Im Verlauf des Kapitels haben wir in Joel einen treuen Diener gefunden, der als Sprachrohr Gottes das Wort des HERRN an Juda und Jerusalem verkündigte („fünf Appelle“). Am Ende des Kapitels erblicken wir in ihm einen treuen Beter, der demütig für das Volk zu Gott rief. Beides sind Kennzeichen eines wahren Propheten, der:

  • aus der Gegenwart Gottes zu seinem Volk spricht (Joel 1,1) und
  • für das Volk im Gebet vor Gott eintritt (1. Mo 20,7).

Rückblick: Der Schwerpunkt der Zucht in Joel 1

Die Gerichte über Juda (Heuschreckenplage und Dürre) waren eine Zucht Gottes, wodurch materieller Besitz dem Volk genommen wurde (Joel 1,5.7.10-12.16-20). Demnach liegt der Schwerpunkt in Kapitel 1 im Verlust irdischer, materieller Segnungen, die zugrunde gerichtet wurden – im Unterschied zu Kapitel 2, in dem das Gericht Menschen trifft (Joel 2,6.7.12.13.15-17.25-27).
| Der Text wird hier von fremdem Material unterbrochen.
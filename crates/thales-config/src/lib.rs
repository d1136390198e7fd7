//! Typed configuration for Thales.
//!
//! - TOML and JSON configuration files
//! - Environment variable overrides
//! - Strict validation (fails on unknown fields)
//! - Layered configuration (defaults → file → env)
//!
//! # Configuration File Format
//!
//! ```toml
//! [binding]
//! default_strategy = "first_in_wins"
//! max_body_size = 1048576
//! hydrate_form_bodies = false
//!
//! [multipart]
//! max_body_size = 52428800
//! max_field_size = 10485760
//! max_fields = 100
//!
//! [logging]
//! level = "info"
//! format = "json"
//! ```
//!
//! # Environment Variable Overrides
//!
//! Every value can be overridden with `PREFIX__SECTION__KEY`:
//!
//! - `THALES__BINDING__DEFAULT_STRATEGY=passthrough`
//! - `THALES__MULTIPART__MAX_FIELDS=20`
//! - `THALES__LOGGING__LEVEL=debug`

#![warn(missing_docs)]

mod config;
mod error;
mod loader;
mod schema;

pub use config::{ThalesConfig, ThalesConfigBuilder};
pub use error::ConfigError;
pub use loader::ConfigLoader;
pub use schema::{BindingConfig, LogFormat, LoggingConfig, MultipartConfig};
impl<T: 'static> Property<T> {
    fn with_apply<F>(name: impl Into<String>, shape: PropertyShape, apply: F) -> Self
    where
        F: Fn(&mut T, SourceValue<'_>) -> Result<(), ConversionError> + Send + Sync + 'static,
    {
        Self {
            descriptor: PropertyDescriptor {
                name: name.into(),
                alias: None,
                strategy: None,
                annotations: Vec::new(),
            },
            shape,
            apply: Arc::new(apply),
        }
    }

    /// A scalar property of type `V`.
    ///
    /// Optional properties use `V = Option<_>`.
    pub fn scalar<V, F>(name: impl Into<String>, set: F) -> Self
    where
        V: FromRawValue + DeserializeOwned + 'static,
        F: Fn(&mut T, V) + Send + Sync + 'static,
    {
        Self::with_apply(name, PropertyShape::Scalar, move |model, value| {
            set(model, scalar_from::<V>(value)?);
            Ok(())
        })
    }

    /// A collection property of type `Vec<V>`.
    pub fn collection<V, F>(name: impl Into<String>, set: F) -> Self
    where
        V: FromRawValue + DeserializeOwned + 'static,
        F: Fn(&mut T, Vec<V>) + Send + Sync + 'static,
    {
        Self::with_apply(name, PropertyShape::Collection, move |model, value| {
            set(model, collection_from::<V>(value)?);
            Ok(())
        })
    }

    /// A single uploaded file.
    pub fn file<F>(name: impl Into<String>, set: F) -> Self
    where
        F: Fn(&mut T, UploadedFile) + Send + Sync + 'static,
    {
        Self::with_apply(name, PropertyShape::File, move |model, value| {
            set(model, file_from(value)?);
            Ok(())
        })
    }

    /// Every uploaded file under the property's key.
    pub fn files<F>(name: impl Into<String>, set: F) -> Self
    where
        F: Fn(&mut T, Vec<UploadedFile>) + Send + Sync + 'static,
    {
        Self::with_apply(name, PropertyShape::Files, move |model, value| {
            set(model, files_from(value)?);
            Ok(())
        })
    }
}
//! Route values captured by the host router.
//!
//! Routers usually capture one to four values per path, so storage is kept
//! inline on the stack for the common case.

use smallvec::SmallVec;

/// Maximum number of values stored inline (stack allocated).
const INLINE_VALUES: usize = 4;

/// Ordered route values as `(name, value)` pairs.
///
/// Lookups match names case-insensitively; the same name may appear more
/// than once (catch-all segments expanded by some routers).
///
/// # Example
///
/// ```rust
/// use thales_core::RouteValues;
///
/// let mut values = RouteValues::new();
/// values.push("id", "42");
///
/// assert_eq!(values.get("Id"), Some("42"));
/// assert_eq!(values.get_all("ID"), vec!["42"]);
/// assert_eq!(values.get("missing"), None);
/// ```
#[derive(Debug, Clone, PartialEq, Eq, Default)]
pub struct RouteValues {
    inner: SmallVec<[(String, String); INLINE_VALUES]>,
}

impl RouteValues {
    /// Creates an empty set of route values.
    #[must_use]
    pub fn new() -> Self {
        Self::default()
    }

    /// Appends a route value.
    pub fn push(&mut self, name: impl Into<String>, value: impl Into<String>) {
        self.inner.push((name.into(), value.into()));
    }

    /// Returns the first value whose name matches `name`.
    #[must_use]
    pub fn get(&self, name: &str) -> Option<&str> {
        self.inner
            .iter()
            .find(|(n, _)| n.eq_ignore_ascii_case(name))
            .map(|(_, v)| v.as_str())
    }

    /// Returns every value whose name matches `name`, in insertion order.
    #[must_use]
    pub fn get_all(&self, name: &str) -> Vec<&str> {
        self.inner
            .iter()
            .filter(|(n, _)| n.eq_ignore_ascii_case(name))
            .map(|(_, v)| v.as_str())
            .collect()
    }

    /// Returns true if there are no route values.
    #[must_use]
    pub fn is_empty(&self) -> bool {
        self.inner.is_empty()
    }

    /// Returns the number of route values.
    #[must_use]
    pub fn len(&self) -> usize {
        self.inner.len()
    }

    /// Returns an iterator over the route values.
    pub fn iter(&self) -> impl Iterator<Item = (&str, &str)> {
        self.inner.iter().map(|(n, v)| (n.as_str(), v.as_str()))
    }
}

impl<K: Into<String>, V: Into<String>> FromIterator<(K, V)> for RouteValues {
    fn from_iter<I: IntoIterator<Item = (K, V)>>(iter: I) -> Self {
        Self {
            inner: iter
                .into_iter()
                .map(|(k, v)| (k.into(), v.into()))
                .collect(),
        }
    }
}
Die Zucht offenbart einen Grundsatz

Die Gerichte der Heuschreckenplage und Dürre im ersten Kapitel des Buches Joel bilden die Regierungswege Gottes ab, die Er mit seinem Volk wegen seiner Sünden gehen musste. Sie offenbaren den Grundsatz, dass Gericht am Haus Gottes beginnt. Das hat auch uns etwas zu sagen. Denn heute handelt Gott in der Zeit der Christenheit in ähnlicher Weise. Im ersten Petrusbrief lesen wir: „Denn die Zeit ist gekommen, dass das Gericht anfange bei dem Haus Gottes; wenn aber zuerst bei uns, was wird das Ende derer sein, die dem Evangelium Gottes nicht gehorchen“ (1. Pet 4,17)! Eine Botschaft, die motiviert, unser Leben in Übereinstimmung mit Gottes Wesen zu führen, der Licht und Liebe ist.

Fußnoten

  • 1 Die Dürre im Land (V. 16-18) wie auch die Heuschreckenplage (V. 2-4) offenbaren Gottes Gericht an Israel, das ein schwacher Vorbote auf den Tag des HERRN ist, der mit furchtbaren und nicht vergleichbaren Gerichten eingeleitet wird.
  • 2 Es ist nicht eindeutig zu klären, ob das Volk dem Aufruf Joels nachgekommen ist und dann selbst zum HERRN rief. Die Tatsache, dass Joel zum HERRN rief, legt den Schluss nahe, dass sein Appell unter dem Volk keine Resonanz fand.